MCP implementations are susceptible to risks, such as attacks, cascading failures, and loss of human oversight. You can mitigate these risks by vetting MCP servers for security and reliability, following Microsoft's recommended practices and industry best practices, and implementing approval mechanisms and monitoring cascading behaviors.

MCP is an open protocol that standardizes how AI applications connect to external data sources and tools.

In Azure AI Search, each knowledge base is a standalone MCP server that exposes the knowledge_base_retrieve tool. Any MCP-compatible client, including Foundry Agent Service, GitHub Copilot, Claude, and Cursor, can invoke this tool to query the knowledge base.

MCP endpoint format

Each knowledge base has an MCP endpoint at the following URL.
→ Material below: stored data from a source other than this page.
use csv::ByteRecord;
use std::fs;
use std::path::{Path, PathBuf};

use crate::error::{AppError, AppResult};
use crate::models::{Catalog, Event, EventId};

const EVENT_ID_COLUMN: &str = "eventid";
const TEXT_COLUMNS: [&str; 4] = ["title", "category", "location", "description"];
const STATUS_COLUMN: &str = "status";
const HEADER: [&str; 6] = [
    EVENT_ID_COLUMN,
    "title",
    "category",
    "location",
    "description",
    STATUS_COLUMN,
];

/// CSV file holding the event catalog
///
/// Reads are lenient: missing text columns become empty strings and invalid
/// UTF-8 is replaced. Writes go through a temporary file and a rename.
#[derive(Debug, Clone)]
pub struct CatalogStore {
    path: PathBuf,
}

impl CatalogStore {
    pub fn new(path: impl Into<PathBuf>) -> Self {
        Self { path: path.into() }
    }

    pub fn path(&self) -> &Path {
        &self.path
    }

    /// Loads and deduplicates the catalog; a missing file is an error
    pub fn load(&self) -> AppResult<Catalog> {
        tracing::debug!(path = %self.path.display(), "Loading catalog");

        if !self.path.exists() {
            tracing::error!(path = %self.path.display(), "Catalog file not found");
            return Err(AppError::Catalog(format!(
                "catalog file not found: {}",
                self.path.display()
            )));
        }

        let mut reader = csv::ReaderBuilder::new()
            .flexible(true)
            .from_path(&self.path)?;

        let headers: Vec<String> = reader
            .byte_headers()?
            .iter()
            .map(|h| {
                String::from_utf8_lossy(h)
                    .trim_start_matches('\u{feff}')
                    .trim()
                    .to_string()
            })
            .collect();
        let column = |name: &str| headers.iter().position(|h| h == name);

        let id_column = column(EVENT_ID_COLUMN).ok_or_else(|| {
            AppError::Catalog(format!(
                "catalog {} has no {} column",
                self.path.display(),
                EVENT_ID_COLUMN
            ))
        })?;

        let text_columns: Vec<Option<usize>> = TEXT_COLUMNS
            .iter()
            .map(|&name| {
                let index = column(name);
                if index.is_none() {
                    tracing::warn!(column = name, "Catalog column missing, using empty strings");
                }
                index
            })
            .collect();

        let status_column = column(STATUS_COLUMN);
        if status_column.is_none() {
            tracing::debug!("Catalog has no status column");
        }

        let mut events = Vec::new();
        for (row, record) in reader.byte_records().enumerate() {
            let record = record?;
            let eventid = field(&record, Some(id_column));
            let eventid = eventid.trim();
            if eventid.is_empty() {
                // header is line 1
                tracing::warn!(line = row + 2, "Skipping catalog row without eventid");
                continue;
            }

            let status = field(&record, status_column).trim().to_string();
            events.push(Event {
                eventid: EventId::new(eventid),
                title: field(&record, text_columns[0]),
                category: field(&record, text_columns[1]),
                location: field(&record, text_columns[2]),
                description: field(&record, text_columns[3]),
                status: (!status.is_empty()).then_some(status),
            });
        }

        let rows = events.len();
        let catalog = Catalog::from_events(events);

        if status_column.is_some() {
            tracing::debug!(statuses = ?catalog.status_counts(), "Catalog status distribution");
        }
        tracing::info!(
            path = %self.path.display(),
            rows,
            events = catalog.len(),
            "Catalog loaded"
        );

        Ok(catalog)
    }

    /// Like `load`, but starts an empty catalog file when none exists
    pub fn load_or_init(&self) -> AppResult<Catalog> {
        if !self.path.exists() {
            tracing::info!(path = %self.path.display(), "Catalog file not found, creating it");
            self.write(&Catalog::new())?;
            return Ok(Catalog::new());
        }
        self.load()
    }

    /// Replaces events sharing an id and appends the rest. The merged catalog
    /// is staged next to the file and only replaces it on `commit`.
    pub fn upsert(&self, events: Vec<Event>) -> AppResult<(Catalog, StagedCatalog)> {
        let mut catalog = self.load_or_init()?;
        let incoming = events.len();
        catalog.upsert(events);
        let staged = self.stage(&catalog)?;

        tracing::debug!(incoming, total = catalog.len(), "Catalog update staged");
        Ok((catalog, staged))
    }

    /// Stages an empty catalog, keeping the header
    pub fn reset(&self) -> AppResult<StagedCatalog> {
        self.stage(&Catalog::new())
    }

    fn write(&self, catalog: &Catalog) -> AppResult<()> {
        self.stage(catalog)?.commit()
    }

    fn stage(&self, catalog: &Catalog) -> AppResult<StagedCatalog> {
        let staged = StagedCatalog {
            temp_path: self.path.with_extension("csv.tmp"),
            path: self.path.clone(),
            committed: false,
        };

        let mut writer = csv::Writer::from_path(&staged.temp_path)?;
        writer.write_record(HEADER)?;
        for event in catalog.iter() {
            writer.write_record([
                event.eventid.as_str(),
                event.title.as_str(),
                event.category.as_str(),
                event.location.as_str(),
                event.description.as_str(),
                event.status.as_deref().unwrap_or(""),
            ])?;
        }
        writer.flush()?;
        Ok(staged)
    }
}

/// A catalog written to a temporary file, waiting to be renamed over the
/// catalog file. Dropping it without `commit` discards the temporary file.
#[derive(Debug)]
pub struct StagedCatalog {
    temp_path: PathBuf,
    path: PathBuf,
    committed: bool,
}

impl StagedCatalog {
    pub fn commit(mut self) -> AppResult<()> {
        fs::rename(&self.temp_path, &self.path)?;
        self.committed = true;
        tracing::info!(path = %self.path.display(), "Catalog file updated");
        Ok(())
    }
}

impl Drop for StagedCatalog {
    fn drop(&mut self) {
        if !self.committed {
            match fs::remove_file(&self.temp_path) {
                Err(e) if e.kind() != std::io::ErrorKind::NotFound => tracing::warn!(
                    path = %self.temp_path.display(),
                    error = %e,
                    "Failed to discard staged catalog"
                ),
                _ => {}
            }
        }
    }
}

fn field(record: &ByteRecord, column: Option<usize>) -> String {
    column
        .and_then(|c| record.get(c))
        .map(|bytes| String::from_utf8_lossy(bytes).into_owned())
        .unwrap_or_default()
}

#[cfg(test)]
mod tests {
    use super::*;
    use tempfile::TempDir;

    fn store_with(contents: &str) -> (TempDir, CatalogStore) {
        let dir = tempfile::tempdir().unwrap();
        let path = dir.path().join("eventlist.csv");
        fs::write(&path, contents).unwrap();
        (dir, CatalogStore::new(path))
    }

    #[test]
    fn test_load_reads_events_in_order() {
        let (_dir, store) = store_with(
            "eventid,title,category,location,description\n\
             1,jazz festival,music,seoul,\n\
             2,food fair,food,busan,street food\n",
        );
        let catalog = store.load().unwrap();
        assert_eq!(catalog.len(), 2);
        assert_eq!(catalog.events()[0].title, "jazz festival");
        assert_eq!(catalog.events()[1].description, "street food");
        assert!(!catalog.has_status());
    }

    #[test]
    fn test_load_missing_file_is_an_error() {
        let dir = tempfile::tempdir().unwrap();
        let store = CatalogStore::new(dir.path().join("missing.csv"));
        assert!(matches!(store.load(), Err(AppError::Catalog(_))));
    }

    #[test]
    fn test_load_without_eventid_column_is_an_error() {
        let (_dir, store) = store_with("title,category\njazz,music\n");
        assert!(matches!(store.load(), Err(AppError::Catalog(_))));
    }

    #[test]
    fn test_missing_text_columns_read_as_empty() {
        let (_dir, store) = store_with("eventid,title\n7,lantern festival\n");
        let catalog = store.load().unwrap();
        let event = &catalog.events()[0];
        assert_eq!(event.title, "lantern festival");
        assert_eq!(event.category, "");
        assert_eq!(event.description, "");
        assert_eq!(event.status, None);
    }

    #[test]
    fn test_status_column_and_duplicates() {
        let (_dir, store) = store_with(
            "eventid,title,category,location,description,status\n\
             3,a,,,,\n\
             4,c,,,,END\n\
             3,b,,,,ONGOING\n",
        );
        let catalog = store.load().unwrap();
        assert_eq!(catalog.len(), 2);
        let titles: Vec<&str> = catalog.iter().map(|e| e.title.as_str()).collect();
        assert_eq!(titles, vec!["c", "b"]);
        assert_eq!(catalog.events()[0].status.as_deref(), Some("END"));
    }

    #[test]
    fn test_rows_without_eventid_are_skipped() {
        let (_dir, store) = store_with("eventid,title\n,orphan\n5,kept\n");
        let catalog = store.load().unwrap();
        assert_eq!(catalog.len(), 1);
        assert_eq!(catalog.events()[0].eventid, EventId::from("5"));
    }

    #[test]
    fn test_upsert_creates_file_and_persists() {
        let dir = tempfile::tempdir().unwrap();
        let store = CatalogStore::new(dir.path().join("eventlist.csv"));

        let (catalog, staged) = store
            .upsert(vec![
                Event::new("1", "jazz festival", "music", "seoul", ""),
                Event::new("2", "food, fair", "food", "busan", "quoted \"text\""),
            ])
            .unwrap();
        staged.commit().unwrap();
        assert_eq!(catalog.len(), 2);

        let (catalog, staged) = store
            .upsert(vec![Event::new("1", "jazz night", "music", "seoul", "").with_status("END")])
            .unwrap();
        staged.commit().unwrap();
        assert_eq!(catalog.len(), 2);

        let reloaded = store.load().unwrap();
        assert_eq!(reloaded, catalog);
        assert_eq!(reloaded.events()[0].title, "food, fair");
        assert_eq!(reloaded.events()[0].description, "quoted \"text\"");
        assert_eq!(reloaded.events()[1].title, "jazz night");
        assert!(reloaded.events()[1].is_ended());
    }

    #[test]
    fn test_reset_empties_catalog() {
        let (_dir, store) = store_with("eventid,title\n1,jazz\n");
        store.reset().unwrap().commit().unwrap();
        assert!(store.load().unwrap().is_empty());
        let contents = fs::read_to_string(store.path()).unwrap();
        assert!(contents.starts_with("eventid,title,category,location,description,status"));
    }

    #[test]
    fn test_invalid_utf8_is_replaced() {
        let dir = tempfile::tempdir().unwrap();
        let path = dir.path().join("eventlist.csv");
        let mut bytes = b"eventid,title\n1,jazz ".to_vec();
        bytes.extend_from_slice(&[0xff, 0xfe]);
        bytes.extend_from_slice(b" night\n");
        fs::write(&path, bytes).unwrap();

        let catalog = CatalogStore::new(path).load().unwrap();
        assert!(catalog.events()[0].title.starts_with("jazz "));
        assert!(catalog.events()[0].title.ends_with(" night"));
    }
}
https://<your-service-name>.search.windows.net/knowledgebases/<your-knowledge-base-name>/mcp?api-version=<api-version>

The API version you specify determines what the connection returns. With 2026-05-01-preview, the knowledge base can return synthesized answers when the underlying knowledge base is configured with an LLM and a compatible reasoning effort. With 2026-04-01, retrieval is always minimal and extractive, and the connection returns grounding data only.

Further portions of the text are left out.